Nouvelle saison d’art, Chaumont-sur-Loire : aux confins du merveilleux

Olivier Leroi intervention in situ Domaine de Chaumont-sur-Loire 2025 photo Eric Sander

Ouverture de la Saison d’art 2025 au Domaine de Chaumont-sur-Loire et son annexe le Bois des Chambres lodge éco-responsable au bord d’un étang, pour vivre une expérience extra-sensible où il est question d’impermanence, de dialogue avec le vivant, de cabane et de forêt primaire, dans une certaine économie du geste. Seul bémol : peu d’artistes internationaux (baisse de budget ou souci d’empreinte écologique ?) dans ce panorama qui incite à aiguiser son regard et rester aux aguets selon l’expression de Chantal Colleu-Dumond, maîtresse des lieux toujours très inspirée. 

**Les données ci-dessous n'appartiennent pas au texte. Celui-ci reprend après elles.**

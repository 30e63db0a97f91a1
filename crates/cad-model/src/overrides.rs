//! Graphic override values.
//!
//! [`OverrideSet`] is the model-side view: each field is either absent (no
//! override) or an explicit value. [`OverrideRecord`] mirrors what the
//! rendering target stores, including its "invalid" encodings, and knows how
//! to report the effective value of each field.

use serde::{Deserialize, Serialize};

use crate::color::Rgb;
use crate::error::ModelError;
use crate::ids::PatternId;

/// Projection line weight (pen number) in `1..=16`.
#[derive(Debug, Clone, Copy, PartialEq, Eq, PartialOrd, Ord, Hash, Serialize, Deserialize)]
#[serde(try_from = "i32", into = "i32")]
pub struct LineWeight(u8);

impl LineWeight {
    pub const MIN: u8 = 1;
    pub const MAX: u8 = 16;
    /// Raw value an edit surface uses to request "clear the weight override".
    pub const CLEAR_SENTINEL: i32 = -1;

    pub fn new(value: i32) -> Result<Self, ModelError> {
        if (i32::from(Self::MIN)..=i32::from(Self::MAX)).contains(&value) {
            Ok(Self(value as u8))
        } else {
            Err(ModelError::InvalidLineWeight(value))
        }
    }

    /// Interprets a pen number reported by the target; zero, negative, and
    /// out-of-range values mean "no override".
    pub fn from_pen(pen: i32) -> Option<Self> {
        Self::new(pen).ok()
    }

    pub fn get(self) -> u8 {
        self.0
    }
}

impl TryFrom<i32> for LineWeight {
    type Error = ModelError;

    fn try_from(value: i32) -> Result<Self, Self::Error> {
        Self::new(value)
    }
}

impl From<LineWeight> for i32 {
    fn from(weight: LineWeight) -> Self {
        i32::from(weight.0)
    }
}

/// Tri-state override fields of a container or sub-item.
///
/// `None` means "no override", which is distinct from "leave unchanged";
/// applying a set with an absent field clears that override on the target.
#[derive(Debug, Clone, Default, PartialEq, Eq, Hash, Serialize, Deserialize)]
#[serde(rename_all = "camelCase")]
pub struct OverrideSet {
    pub color: Option<Rgb>,
    pub line_pattern: Option<String>,
    pub line_weight: Option<LineWeight>,
}

impl OverrideSet {
    pub fn is_empty(&self) -> bool {
        self.color.is_none() && self.line_pattern.is_none() && self.line_weight.is_none()
    }

    #[must_use]
    pub fn with_color(mut self, color: Rgb) -> Self {
        self.color = Some(color);
        self
    }

    #[must_use]
    pub fn with_line_pattern(mut self, pattern: impl Into<String>) -> Self {
        self.line_pattern = Some(pattern.into());
        self
    }

    #[must_use]
    pub fn with_line_weight(mut self, weight: LineWeight) -> Self {
        self.line_weight = Some(weight);
        self
    }
}

/// Line color as the target stores it: channels plus a validity flag.
#[derive(Debug, Clone, Copy, PartialEq, Eq, Hash, Serialize, Deserialize)]
#[serde(rename_all = "camelCase")]
pub struct LineColor {
    pub red: u8,
    pub green: u8,
    pub blue: u8,
    pub is_valid: bool,
}

impl LineColor {
    pub const INVALID: Self = Self {
        red: 0,
        green: 0,
        blue: 0,
        is_valid: false,
    };

    /// The explicit color, if the record carries a valid non-black value.
    ///
    /// The target reports "no color" as an all-zero value; a black override
    /// therefore reads back as absent.
    pub fn effective(self) -> Option<Rgb> {
        let rgb = Rgb::new(self.red, self.green, self.blue);
        (self.is_valid && !rgb.is_black()).then_some(rgb)
    }
}

impl Default for LineColor {
    fn default() -> Self {
        Self::INVALID
    }
}

impl From<Rgb> for LineColor {
    fn from(rgb: Rgb) -> Self {
        Self {
            red: rgb.red,
            green: rgb.green,
            blue: rgb.blue,
            is_valid: true,
        }
    }
}

/// Override record exchanged with the rendering target.
///
/// `Default` is the empty record (nothing overridden); records written by
/// this crate are always built up from that empty state.
#[derive(Debug, Clone, PartialEq, Eq, Hash, Serialize, Deserialize)]
#[serde(rename_all = "camelCase", default)]
pub struct OverrideRecord {
    pub line_color: LineColor,
    pub line_pattern: Option<PatternId>,
    /// Pen number; values `<= 0` mean no override.
    pub line_weight: i32,
    pub halftone: bool,
}

impl OverrideRecord {
    pub const NO_PEN: i32 = -1;

    pub fn effective_color(&self) -> Option<Rgb> {
        self.line_color.effective()
    }

    pub fn effective_weight(&self) -> Option<LineWeight> {
        LineWeight::from_pen(self.line_weight)
    }

    pub fn has_overrides(&self) -> bool {
        self.effective_color().is_some()
            || self.line_pattern.is_some()
            || self.effective_weight().is_some()
            || self.halftone
    }

    #[must_use]
    pub fn with_color(mut self, color: Rgb) -> Self {
        self.line_color = color.into();
        self
    }

    #[must_use]
    pub fn with_pattern(mut self, pattern: PatternId) -> Self {
        self.line_pattern = Some(pattern);
        self
    }

    #[must_use]
    pub fn with_weight(mut self, weight: LineWeight) -> Self {
        self.line_weight = weight.into();
        self
    }

    #[must_use]
    pub fn with_halftone(mut self, halftone: bool) -> Self {
        self.halftone = halftone;
        self
    }
}

impl Default for OverrideRecord {
    fn default() -> Self {
        Self {
            line_color: LineColor::INVALID,
            line_pattern: None,
            line_weight: Self::NO_PEN,
            halftone: false,
        }
    }
}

Cette quête de l’étrange et du merveilleux commence avec Olivier Leroi qui a disséminé un peu partout dans le parc et l’aile ouest du château ses détails : des miroirs, un œuf, une chouette, une plume d’oie sauvage ou de faisan vénéré, sur le ton de l’humour et du surréalisme. Précision qui a son importance : Olivier Leroi a d’abord été forestier avant de devenir artiste. 

Dans la clairière des lierres, la sculpture en bronze de Stéphane Erouane Dumas « Les âmes sœurs » inspirée par les falaises crayeuses de Normandie joue des porosités entre métal et végétal, céramique et sculpture. L’artiste entretient un lien en continu avec Chaumont ayant exposé son projet monumental pour la Verrière Hermès Bruxelles en 2014. Deux ans plus tard il revient autour de peintures de forêts saisies par le gel de l’hiver. Ses nouvelles expérimentations de la céramique sont dévoilées à Chaumont également devant le bassin de la cour de la ferme. 

Nicolas Alquin, Bois Révélés, Domaine de Chaumont-sur-Loire 2025 photo Eric Sander

Autre sculpteur, Nicolas Alquin qui dans la Grange aux abeilles révèle ces grandes silhouettes de cyclopes aveugles échappés de la forge de Vulcain dont les influences des arts premiers sont palpables. Un théâtre d’ombres dans cet espace/écrin. 

Daniel Firman, Le sommeil en forêt, Domaine de Chaumont-sur-Loire 2025 photo Eric Sander

Dans les écuries, l’éléphant de Daniel Firman « Le sommeil en forêt » va vite devenir la mascotte de cette saison. Clin d’œil à l’excentrique Princesse de Broglie qui avait reçu en cadeau du Maharaja de Kapurthala une femelle éléphante « Miss Pundgi » qui sera ensuite confiée au Jardin d’Acclimatation. L’artiste qui pilote depuis son téléphone la création en imprimante 3 D de ses pachydermes, joue sur les lois de la gravité avec des œuvres qui voyagent dans le monde entier. Une fois passé l’effet waouh, on est loin du geste du sculpteur. 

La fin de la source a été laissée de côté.